Avec l’obsession et la boulimie du pouvoir que Boubou Cissé a, il serait prêt à un retournement incroyable de veste pour s’adapter à la nouvelle donne, sauf que le peuple malien n’est pas dupe et la grande plaie laissée béante par leur régime ne s’est pas encore cicatrisée.
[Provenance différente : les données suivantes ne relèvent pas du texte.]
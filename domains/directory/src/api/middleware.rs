//! Directory domain state and auth backend integration

use axum::extract::FromRef;
use std::sync::Arc;

use mailroom_auth::{AuthBackend, AuthConfig};

use crate::domain::quota::QuotaPolicy;
use crate::domain::site::SiteConfig;
use crate::repository::DirectoryStores;
use crate::service::DirectoryServices;

/// Application state for the directory domain
#[derive(Clone)]
pub struct DirectoryState {
    pub services: DirectoryServices,
    pub auth: AuthBackend,
}

impl DirectoryState {
    pub fn new(
        stores: DirectoryStores,
        policy: QuotaPolicy,
        site_defaults: SiteConfig,
        auth_config: AuthConfig,
    ) -> Self {
        let auth = AuthBackend::new(Arc::clone(&stores.identities), auth_config);
        Self {
            services: DirectoryServices::new(&stores, policy, site_defaults),
            auth,
        }
    }
}

impl FromRef<DirectoryState> for AuthBackend {
    fn from_ref(state: &DirectoryState) -> Self {
        state.auth.clone()
    }
}
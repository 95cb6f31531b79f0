//! Authentication errors

use axum::{
    http::StatusCode,
    response::{IntoResponse, Response},
    Json,
};
use serde_json::json;
use thiserror::Error;

/// Why a request could not be tied to a caller, or the caller was turned away
#[derive(Debug, Error)]
pub enum AuthError {
    #[error("Authorization header required")]
    MissingAuthorization,

    #[error("Invalid authorization header format")]
    InvalidAuthorizationFormat,

    /// Bad signature, expired, wrong issuer/audience, or a subject that is not a user id
    #[error("Invalid or expired token")]
    InvalidToken,

    #[error("User not found")]
    UserNotFound,

    #[error("Failed to load user")]
    UserLoadError,

    #[error("Insufficient permission")]
    InsufficientPermission,
}

impl AuthError {
    pub fn status_code(&self) -> StatusCode {
        match self {
            AuthError::UserLoadError => StatusCode::INTERNAL_SERVER_ERROR,
            AuthError::InsufficientPermission => StatusCode::FORBIDDEN,
            _ => StatusCode::UNAUTHORIZED,
        }
    }

    pub fn code(&self) -> &'static str {
        match self {
            AuthError::MissingAuthorization => "MISSING_AUTHORIZATION",
            AuthError::InvalidAuthorizationFormat => "INVALID_AUTHORIZATION",
            AuthError::InvalidToken => "INVALID_TOKEN",
            AuthError::UserNotFound => "USER_NOT_FOUND",
            AuthError::UserLoadError => "USER_LOAD_ERROR",
            AuthError::InsufficientPermission => "FORBIDDEN",
        }
    }
}

impl IntoResponse for AuthError {
    fn into_response(self) -> Response {
        let body = json!({
            "error": {
                "code": self.code(),
                "message": self.to_string(),
            }
        });
        (self.status_code(), Json(body)).into_response()
    }
}
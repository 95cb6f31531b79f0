//! Shared database types for Mailroom
//!
//! This module provides common database-related types used by the store adapters.

use crate::error::Error;
use thiserror::Error;

/// Database-specific error types
#[derive(Error, Debug)]
pub enum RepositoryError {
    #[error("Record not found")]
    NotFound,

    #[error("Record already exists")]
    AlreadyExists,

    #[error("Database connection error: {0}")]
    Connection(#[from] sqlx::Error),

    #[error("Invalid data: {0}")]
    InvalidData(String),
}

impl From<RepositoryError> for Error {
    fn from(err: RepositoryError) -> Self {
        match err {
            RepositoryError::NotFound => Error::NotFound("Record not found".to_string()),
            RepositoryError::AlreadyExists => Error::Conflict("Record already exists".to_string()),
            RepositoryError::Connection(e) => Error::Database(e),
            // Corrupt stored data is our problem, not the caller's
            RepositoryError::InvalidData(msg) => Error::Internal(msg),
        }
    }
}
// Mailroom Admin API - Local Development Server

use std::net::SocketAddr;
use tokio::signal;
use tracing::{error, info, warn};

use mailroom_common::{Config, StoreBackend};
use mailroom_directory::{DirectoryStores, InMemoryDirectory};

/// Lifetime of the development admin token
const DEV_TOKEN_TTL_SECONDS: u64 = 24 * 60 * 60;

#[tokio::main]
async fn main() -> anyhow::Result<()> {
    tracing_subscriber::fmt()
        .with_env_filter(
            tracing_subscriber::EnvFilter::try_from_default_env()
                .unwrap_or_else(|_| tracing_subscriber::EnvFilter::new("mailroom=debug,tower_http=debug")),
        )
        .pretty()
        .init();

    info!("Starting Mailroom Admin API local development server");

    let config = Config::from_env().map_err(|e| {
        error!("Failed to load configuration: {}", e);
        e
    })?;

    info!(backend = ?config.store_backend, "Configuration loaded successfully");

    let stores = match config.store_backend {
        StoreBackend::Memory => {
            let store = InMemoryDirectory::new();
            let token = mailroom_app::seed_dev_admin(&store, &config, DEV_TOKEN_TTL_SECONDS)?;
            warn!("In-memory directory seeded with a development admin; do not use in production");
            info!("Development admin token: {}", token);
            DirectoryStores::in_memory(store)
        }
        StoreBackend::Postgres => mailroom_app::open_stores(&config).await.map_err(|e| {
            error!("Failed to open directory store: {}", e);
            e
        })?,
    };

    info!("Directory store ready");

    let app = mailroom_app::create_app(&config, stores).map_err(|e| {
        error!("Failed to create application: {}", e);
        e
    })?;

    let app = mailroom_app::with_middleware(app, &config);

    let addr = SocketAddr::from(([0, 0, 0, 0], config.port));

    info!("Server starting on http://{}", addr);
    info!("Health check available at http://{}/health", addr);

    let listener = tokio::net::TcpListener::bind(addr).await?;

    info!("Server listening on {}", addr);

    axum::serve(listener, app)
        .with_graceful_shutdown(shutdown_signal())
        .await?;

    info!("Server shutdown complete");
    Ok(())
}

async fn shutdown_signal() {
    let ctrl_c = async {
        if let Err(e) = signal::ctrl_c().await {
            error!("Failed to install Ctrl+C handler: {}", e);
            std::future::pending::<()>().await;
        }
    };

    #[cfg(unix)]
    let terminate = async {
        match signal::unix::signal(signal::unix::SignalKind::terminate()) {
            Ok(mut stream) => {
                stream.recv().await;
            }
            Err(e) => {
                error!("Failed to install SIGTERM handler: {}", e);
                std::future::pending::<()>().await;
            }
        }
    };

    #[cfg(not(unix))]
    let terminate = std::future::pending::<()>();

    tokio::select! {
        _ = ctrl_c => {
            info!("Received Ctrl+C signal, starting graceful shutdown");
        },
        _ = terminate => {
            info!("Received terminate signal, starting graceful shutdown");
        },
    }
}
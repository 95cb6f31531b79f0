//! Directory domain: role model, user listing, quotas, role assignment, admin statistics,
//! site settings

pub mod api;
pub mod domain;
pub mod repository;
pub mod service;

// Re-export domain types at the crate root for convenience
pub use domain::entities::*;
pub use domain::listing::{
    paginate, sort_users, AppliedFilters, ListUsersParams, PaginationMeta, SortKey, SortOrder,
    UserPage,
};
pub use domain::quota::{QuotaPolicy, QuotaUpdate, RawQuotaUpdate};
pub use domain::site::{SiteConfig, SiteConfigUpdate};

// Re-export repository types
pub use repository::{
    DirectoryStore, DirectoryStores, InMemoryDirectory, MailboxStore, PgDirectoryStore,
    PgMailboxStore, SiteConfigStore,
};

// Re-export service types
pub use service::{
    BatchItemResult, BatchOutcome, BatchSummary, DirectoryServices, OverviewStats, QuotaChange,
    QuotaService, RoleAssignmentService, RoleChange, RoleCounts, SiteConfigService, StatsService,
    UserQueryService,
};

// Re-export API types
pub use api::routes;
pub use api::DirectoryState;

// Re-export auth types from mailroom-auth for convenience
pub use mailroom_auth::{AdminUser, AuthBackend, AuthConfig, AuthContext, AuthError, AuthUser};
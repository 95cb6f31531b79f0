//! JWT validation and token extraction helpers

use axum::http::HeaderValue;
use jsonwebtoken::{decode, encode, Algorithm, DecodingKey, EncodingKey, Header, Validation};
use uuid::Uuid;

use crate::claims::SessionClaims;
use crate::config::AuthConfig;
use crate::error::AuthError;

/// Validate a session JWT
pub(crate) fn validate_jwt_token(
    token: &str,
    config: &AuthConfig,
) -> Result<SessionClaims, AuthError> {
    let mut validation = Validation::new(Algorithm::HS256);
    let mut required = vec!["exp"];

    if let Some(aud) = &config.audience {
        validation.set_audience(&[aud]);
        required.push("aud");
    } else {
        validation.validate_aud = false;
    }

    // A configured issuer or audience must be present, not just match when present
    if let Some(iss) = &config.issuer {
        validation.set_issuer(&[iss]);
        required.push("iss");
    }

    validation.set_required_spec_claims(required.as_slice());

    let decoding_key = DecodingKey::from_secret(config.jwt_secret.as_ref());

    let token_data = decode::<SessionClaims>(token, &decoding_key, &validation).map_err(|e| {
        tracing::debug!(error = %e, "JWT validation failed");
        AuthError::InvalidToken
    })?;

    Ok(token_data.claims)
}

/// Mint an HS256 session token for `user_id` valid for `ttl_seconds`.
///
/// Sign-in lives outside this service; this exists for local tooling and tests.
pub fn issue_token(
    user_id: Uuid,
    config: &AuthConfig,
    ttl_seconds: u64,
) -> Result<String, jsonwebtoken::errors::Error> {
    let now = chrono::Utc::now().timestamp().max(0) as u64;
    let claims = SessionClaims {
        sub: user_id.to_string(),
        email: None,
        iat: now,
        exp: now + ttl_seconds,
        aud: config.audience.clone(),
        iss: config.issuer.clone(),
    };

    let encoding_key = EncodingKey::from_secret(config.jwt_secret.as_ref());
    encode(&Header::new(Algorithm::HS256), &claims, &encoding_key)
}

/// Extract bearer token from Authorization header
pub(crate) fn extract_bearer_token(header: &HeaderValue) -> Result<String, AuthError> {
    let header_str = header
        .to_str()
        .map_err(|_| AuthError::InvalidAuthorizationFormat)?;

    if let Some(token) = header_str.strip_prefix("Bearer ") {
        Ok(token.to_string())
    } else {
        Err(AuthError::InvalidAuthorizationFormat)
    }
}
//! Current-user profile tests
//!
//! - GET /api/users/me

use axum::http::{Method, StatusCode};
use chrono::{Duration, Utc};

use mailroom_common::RoleName;

use crate::common::{assertions::assert_error, send, TestApp, UserFixture};

#[tokio::test]
async fn test_me_returns_callers_entry_with_counts() {
    let app = TestApp::new();
    let knight = UserFixture::knight(&app).unwrap();
    app.add_mailbox(knight.user.id, Utc::now() + Duration::hours(1))
        .unwrap();

    let (status, me) = send(
        app.test_router(),
        Method::GET,
        "/api/users/me",
        Some(&knight.jwt_token),
        None,
    )
    .await;

    assert_eq!(status, StatusCode::OK);
    assert_eq!(me["id"], knight.user.id.to_string());
    assert_eq!(me["username"], "knight-member");
    assert_eq!(me["role"], "knight");
    assert_eq!(me["maxEmails"], 1);
    assert_eq!(me["currentEmailCount"], 1);
}

#[tokio::test]
async fn test_me_for_unassigned_user_reads_civilian() {
    let app = TestApp::new();
    let fixture = UserFixture::with_role(&app, "fresh", None).unwrap();

    let (status, me) = send(
        app.test_router(),
        Method::GET,
        "/api/users/me",
        Some(&fixture.jwt_token),
        None,
    )
    .await;
    assert_eq!(status, StatusCode::OK);
    assert_eq!(me["role"], RoleName::Civilian.as_str());
}

#[tokio::test]
async fn test_me_requires_authentication() {
    let app = TestApp::new();
    let (status, body) = send(app.test_router(), Method::GET, "/api/users/me", None, None).await;
    assert_error(status, &body, StatusCode::UNAUTHORIZED, "MISSING_AUTHORIZATION");
}
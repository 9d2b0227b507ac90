use chrono::{TimeZone, Utc};
use chrono_tz::Tz;

use pr_digest_core::analysis::{count_tags, AnalysisResult, DiffStat, PullRequestDigest, TagCounts};
use pr_digest_core::classify::IncludedFile;
use pr_digest_core::summary::{
    build_llm_input, build_rule_summary, build_summary_user_prompt, clean_body, format_counts,
    format_period_label, truncate_text, LlmInputLimits, DOMAIN_LABELS,
};

fn included(name: &str) -> IncludedFile {
    IncludedFile {
        filename: name.to_string(),
        additions: 1,
        deletions: 0,
        changes: 1,
        status: "added".to_string(),
    }
}

fn sample_pr() -> PullRequestDigest {
    PullRequestDigest {
        number: 1,
        title: "Test".to_string(),
        url: "https://example.com/pr/1".to_string(),
        body: "Hello <!--comment-->world 123".to_string(),
        merged_at: Some(Utc.with_ymd_and_hms(2024, 1, 1, 0, 0, 0).unwrap()),
        author: "octocat".to_string(),
        analysis: AnalysisResult {
            included_files: vec![included("a.ts"), included("b.ts"), included("c.ts")],
            excluded_files: vec![],
            domain_tags: vec!["checkout".to_string()],
            signal_tags: vec!["pricing".to_string()],
            diff_stat: DiffStat {
                additions: 1,
                deletions: 0,
                changes: 1,
            },
        },
    }
}

fn counts(pairs: &[(&str, usize)]) -> TagCounts {
    pairs.iter().map(|(k, v)| (k.to_string(), *v)).collect()
}

#[test]
fn llm_input_cleans_truncates_and_limits_files() {
    let prs = vec![sample_pr()];
    let input = build_llm_input(
        "period",
        &prs,
        &counts(&[("checkout", 1)]),
        &counts(&[("pricing", 1)]),
        LlmInputLimits {
            max_body_chars: 5,
            max_files_per_pr: 2,
        },
        "Asia/Seoul".parse::<Tz>().unwrap(),
    );

    assert_eq!(input.period, "period");
    assert_eq!(input.total_prs, 1);
    assert_eq!(input.prs[0].body, "Hello…");
    assert_eq!(input.prs[0].files, vec!["a.ts", "b.ts"]);
    assert_eq!(input.prs[0].merged_date, "2024-01-01");
    assert_eq!(input.prs[0].merged_day_label, "Monday");
    assert_eq!(input.prs[0].merged_at, "2024-01-01T00:00:00Z");
}

#[test]
fn llm_input_day_label_follows_the_timezone() {
    let mut pr = sample_pr();
    pr.merged_at = Some(Utc.with_ymd_and_hms(2024, 1, 1, 20, 0, 0).unwrap());
    let input = build_llm_input(
        "p",
        &[pr],
        &TagCounts::default(),
        &TagCounts::default(),
        LlmInputLimits::default(),
        "Asia/Seoul".parse::<Tz>().unwrap(),
    );
    assert_eq!(input.prs[0].merged_date, "2024-01-02");
    assert_eq!(input.prs[0].merged_day_label, "Tuesday");
}

#[test]
fn llm_input_leaves_dates_empty_without_merge_time() {
    let mut pr = sample_pr();
    pr.merged_at = None;
    let input = build_llm_input(
        "p",
        &[pr],
        &TagCounts::default(),
        &TagCounts::default(),
        LlmInputLimits::default(),
        Tz::UTC,
    );
    assert_eq!(input.prs[0].merged_at, "");
    assert_eq!(input.prs[0].merged_date, "");
    assert_eq!(input.prs[0].merged_day_label, "");
}

#[test]
fn llm_input_serializes_camel_case() {
    let input = build_llm_input(
        "p",
        &[sample_pr()],
        &counts(&[("checkout", 1)]),
        &TagCounts::default(),
        LlmInputLimits::default(),
        Tz::UTC,
    );
    let json = serde_json::to_value(&input).unwrap();
    assert_eq!(json["totalPrs"], 1);
    assert_eq!(json["domainCounts"]["checkout"], 1);
    assert_eq!(json["prs"][0]["diffStat"]["additions"], 1);
    assert_eq!(json["prs"][0]["mergedDayLabel"], "Monday");
}

#[test]
fn rule_summary_mentions_total_and_domains() {
    let summary = build_rule_summary(2, &counts(&[("checkout", 2)]));
    assert!(summary.contains("- 2 pull requests were merged in this period."));
    assert!(summary.contains("Main domains: Checkout/Orders 2"));
    assert!(summary.contains("Business impact"));
}

#[test]
fn rule_summary_skips_domain_line_without_counts() {
    let summary = build_rule_summary(0, &TagCounts::default());
    assert!(!summary.contains("Main domains"));
    assert_eq!(summary.lines().count(), 2);
}

#[test]
fn format_counts_sorts_by_count_and_uses_labels() {
    let result = format_counts(&counts(&[("a", 2), ("b", 1), ("c", 1)]), &[("a", "A"), ("b", "B")]);
    assert_eq!(result, "A 2, B 1, c 1");
}

#[test]
fn format_counts_keeps_the_top_five() {
    let tags: Vec<Vec<String>> = (0..7)
        .map(|i| (0..=i).map(|j| format!("t{j}")).collect())
        .collect();
    let result = format_counts(&count_tags(tags.iter().map(Vec::as_slice)), DOMAIN_LABELS);
    assert_eq!(result, "t0 7, t1 6, t2 5, t3 4, t4 3");
}

#[test]
fn period_label_uses_the_timezone() {
    let label = format_period_label(
        Utc.with_ymd_and_hms(2024, 1, 2, 0, 0, 0).unwrap(),
        Utc.with_ymd_and_hms(2024, 1, 2, 3, 30, 0).unwrap(),
        "Asia/Seoul".parse::<Tz>().unwrap(),
    );
    assert_eq!(label, "2024-01-02 09:00 ~ 2024-01-02 12:30 (Asia/Seoul)");
}

#[test]
fn user_prompt_embeds_pretty_json_and_headers() {
    let prompt = build_summary_user_prompt(&serde_json::json!({ "totalPrs": 1 }));
    assert!(prompt.contains("JSON:"));
    assert!(prompt.contains("*Code changes*"));
    assert!(prompt.contains("\"totalPrs\": 1"));
}

#[test]
fn body_helpers() {
    assert_eq!(clean_body("  <!-- a\nmulti-line hint -->\nDetails  "), "Details");
    assert_eq!(truncate_text("short", 10), "short");
    assert_eq!(truncate_text("", 0), "");
    assert_eq!(truncate_text("할인가격", 2), "할인…");
}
Il ne serait nullement surprenant de voir ou d’entendre celui qui a choisi d’adhérer au parti qu’il a combattu, critiquer son propre bilan pour le besoin de la cause, il s’est même livré à cet exercice lors de la conférence régionale de l’URD de Mopti où il n’a nullement fait cas du régime défunt en assumant sa part de responsabilité dans le chaotique bilan.
Si IBK était mort avant d’assister à une telle ignominie, il se serait retourné dans sa tombe.
Aujourd’hui, il semble regretter d’avoir fait la promotion de certains, car presque personne n’a le courage de défendre son bilan, ou leur bilan commun et pourtant ils ont tous fait la java ensemble en se taillant des milliards.
Quant au nouvel adhérent de l’URD, à savoir Boubou Cissé, les dés semblent pipées pour lui, car il ne fera pas, non seulement, l’unanimité au sein de l’URD, pour ne pas dire qu’il cassera le parti s’il venait à être choisi, mais aussi, il ne pourra pas mobiliser au-delà de l’URD, pas en tout cas les partis de l’ex-majorité.
Alors, autant revoir à la baisse son ambition, à défaut de se faire oublier, pour ne pas attirer sur lui la foudre du peuple qui n’a pas encore fini de pleurer ses nombreux morts civils et militaires dus à la mauvaise gouvernance avec son corollaire de corruption, de concussion et de népotisme. Boubou Cissé est en train de rater une occasion historique de se taire pendant au moins cinq ans. Il s’expose désormais et il est fort probable que la justice s’intéresse à sa gestion, surtout que ses partisans le font passer pour un grand fortuné prêt à financer la campagne à des coups des milliards. IBK doit tirer toutes les leçons de sa gestion passée, un an après son départ du pouvoir. Joyeux anniversaire ; IBK en paix à la maison.